[Records from a dataset]
┄┄┄┄┄┄┄┄┄┄┄┄┄┄┄┄┄┄┄┄

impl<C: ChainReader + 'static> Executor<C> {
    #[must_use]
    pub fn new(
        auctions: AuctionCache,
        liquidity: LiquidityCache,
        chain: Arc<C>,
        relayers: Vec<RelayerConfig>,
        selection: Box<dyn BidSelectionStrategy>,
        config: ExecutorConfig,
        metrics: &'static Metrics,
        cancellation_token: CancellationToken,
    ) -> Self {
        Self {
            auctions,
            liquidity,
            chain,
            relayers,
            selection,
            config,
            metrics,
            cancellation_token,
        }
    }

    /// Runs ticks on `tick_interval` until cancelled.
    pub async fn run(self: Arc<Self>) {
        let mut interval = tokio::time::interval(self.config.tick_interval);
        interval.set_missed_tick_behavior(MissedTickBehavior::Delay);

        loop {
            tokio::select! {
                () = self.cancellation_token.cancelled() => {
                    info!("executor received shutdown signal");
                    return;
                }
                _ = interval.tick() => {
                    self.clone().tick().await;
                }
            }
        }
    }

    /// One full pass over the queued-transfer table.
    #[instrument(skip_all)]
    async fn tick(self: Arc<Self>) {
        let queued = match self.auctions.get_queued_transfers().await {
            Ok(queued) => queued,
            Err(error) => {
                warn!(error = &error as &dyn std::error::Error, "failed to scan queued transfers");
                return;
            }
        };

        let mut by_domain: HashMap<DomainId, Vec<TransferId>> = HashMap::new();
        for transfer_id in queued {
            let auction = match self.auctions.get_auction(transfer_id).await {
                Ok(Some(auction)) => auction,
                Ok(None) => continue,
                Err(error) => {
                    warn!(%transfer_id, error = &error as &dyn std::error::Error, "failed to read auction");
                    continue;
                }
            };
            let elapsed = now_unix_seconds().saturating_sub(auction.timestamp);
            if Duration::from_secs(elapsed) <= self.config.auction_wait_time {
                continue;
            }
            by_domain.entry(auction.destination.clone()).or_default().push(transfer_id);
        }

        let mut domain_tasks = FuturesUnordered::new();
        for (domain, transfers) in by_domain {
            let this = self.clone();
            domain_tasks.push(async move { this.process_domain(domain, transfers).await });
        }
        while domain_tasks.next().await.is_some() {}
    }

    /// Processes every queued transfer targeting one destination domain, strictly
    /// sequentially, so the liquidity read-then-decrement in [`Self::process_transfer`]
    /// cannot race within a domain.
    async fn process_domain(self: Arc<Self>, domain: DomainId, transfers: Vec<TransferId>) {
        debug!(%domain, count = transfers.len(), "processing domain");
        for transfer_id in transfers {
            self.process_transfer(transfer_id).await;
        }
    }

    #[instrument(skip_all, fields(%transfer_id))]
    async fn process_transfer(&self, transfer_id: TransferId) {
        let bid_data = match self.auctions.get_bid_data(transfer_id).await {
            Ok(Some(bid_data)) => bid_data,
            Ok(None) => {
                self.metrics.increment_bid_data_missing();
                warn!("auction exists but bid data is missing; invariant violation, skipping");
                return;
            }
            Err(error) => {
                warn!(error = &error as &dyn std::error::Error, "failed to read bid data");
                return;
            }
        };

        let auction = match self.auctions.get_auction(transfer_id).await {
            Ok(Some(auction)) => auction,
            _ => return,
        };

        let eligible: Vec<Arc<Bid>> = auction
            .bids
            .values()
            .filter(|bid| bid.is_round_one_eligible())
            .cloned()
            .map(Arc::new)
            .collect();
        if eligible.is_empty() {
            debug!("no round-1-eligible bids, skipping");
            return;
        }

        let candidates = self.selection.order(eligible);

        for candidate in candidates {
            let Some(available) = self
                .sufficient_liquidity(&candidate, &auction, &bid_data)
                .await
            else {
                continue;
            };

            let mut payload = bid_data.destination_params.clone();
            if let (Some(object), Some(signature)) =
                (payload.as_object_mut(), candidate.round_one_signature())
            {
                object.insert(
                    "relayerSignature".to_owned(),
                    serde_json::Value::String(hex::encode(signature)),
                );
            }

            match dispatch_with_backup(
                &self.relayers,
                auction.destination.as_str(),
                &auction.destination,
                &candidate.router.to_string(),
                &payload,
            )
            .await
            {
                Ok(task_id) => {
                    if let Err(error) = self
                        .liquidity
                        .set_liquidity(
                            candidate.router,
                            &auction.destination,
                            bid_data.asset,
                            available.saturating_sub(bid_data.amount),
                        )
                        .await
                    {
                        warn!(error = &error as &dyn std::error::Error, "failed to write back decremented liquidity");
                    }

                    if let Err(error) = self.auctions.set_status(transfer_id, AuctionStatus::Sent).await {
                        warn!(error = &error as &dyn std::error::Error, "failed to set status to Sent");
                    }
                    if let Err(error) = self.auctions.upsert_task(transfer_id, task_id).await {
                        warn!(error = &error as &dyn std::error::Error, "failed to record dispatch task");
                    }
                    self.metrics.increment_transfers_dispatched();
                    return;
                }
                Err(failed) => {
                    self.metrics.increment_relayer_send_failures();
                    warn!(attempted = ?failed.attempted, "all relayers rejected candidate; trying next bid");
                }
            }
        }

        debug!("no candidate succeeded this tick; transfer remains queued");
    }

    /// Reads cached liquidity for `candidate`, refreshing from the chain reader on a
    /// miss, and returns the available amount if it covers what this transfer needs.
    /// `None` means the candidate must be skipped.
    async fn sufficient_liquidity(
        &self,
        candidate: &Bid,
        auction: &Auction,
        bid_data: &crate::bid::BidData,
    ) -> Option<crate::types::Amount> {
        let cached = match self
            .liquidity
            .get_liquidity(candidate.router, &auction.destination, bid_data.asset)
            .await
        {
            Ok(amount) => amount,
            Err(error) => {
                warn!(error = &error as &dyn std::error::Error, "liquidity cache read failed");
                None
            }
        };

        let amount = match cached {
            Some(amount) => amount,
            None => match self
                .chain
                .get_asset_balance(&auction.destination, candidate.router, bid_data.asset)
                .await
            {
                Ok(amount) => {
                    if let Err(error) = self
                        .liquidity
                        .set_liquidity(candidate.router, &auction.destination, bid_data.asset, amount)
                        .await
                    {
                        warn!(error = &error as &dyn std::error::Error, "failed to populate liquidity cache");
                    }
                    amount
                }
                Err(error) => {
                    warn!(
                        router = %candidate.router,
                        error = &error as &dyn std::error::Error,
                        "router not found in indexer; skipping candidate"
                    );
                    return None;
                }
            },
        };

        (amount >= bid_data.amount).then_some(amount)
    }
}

┄┄┄┄┄┄┄┄┄┄┄┄┄┄┄┄┄┄┄┄

Using the records above, gather all lines where the string "cancelled" is present.

→ **SOLUTION FOR THIS EXERCISE**:
    /// Runs ticks on `tick_interval` until cancelled.
                () = self.cancellation_token.cancelled() => {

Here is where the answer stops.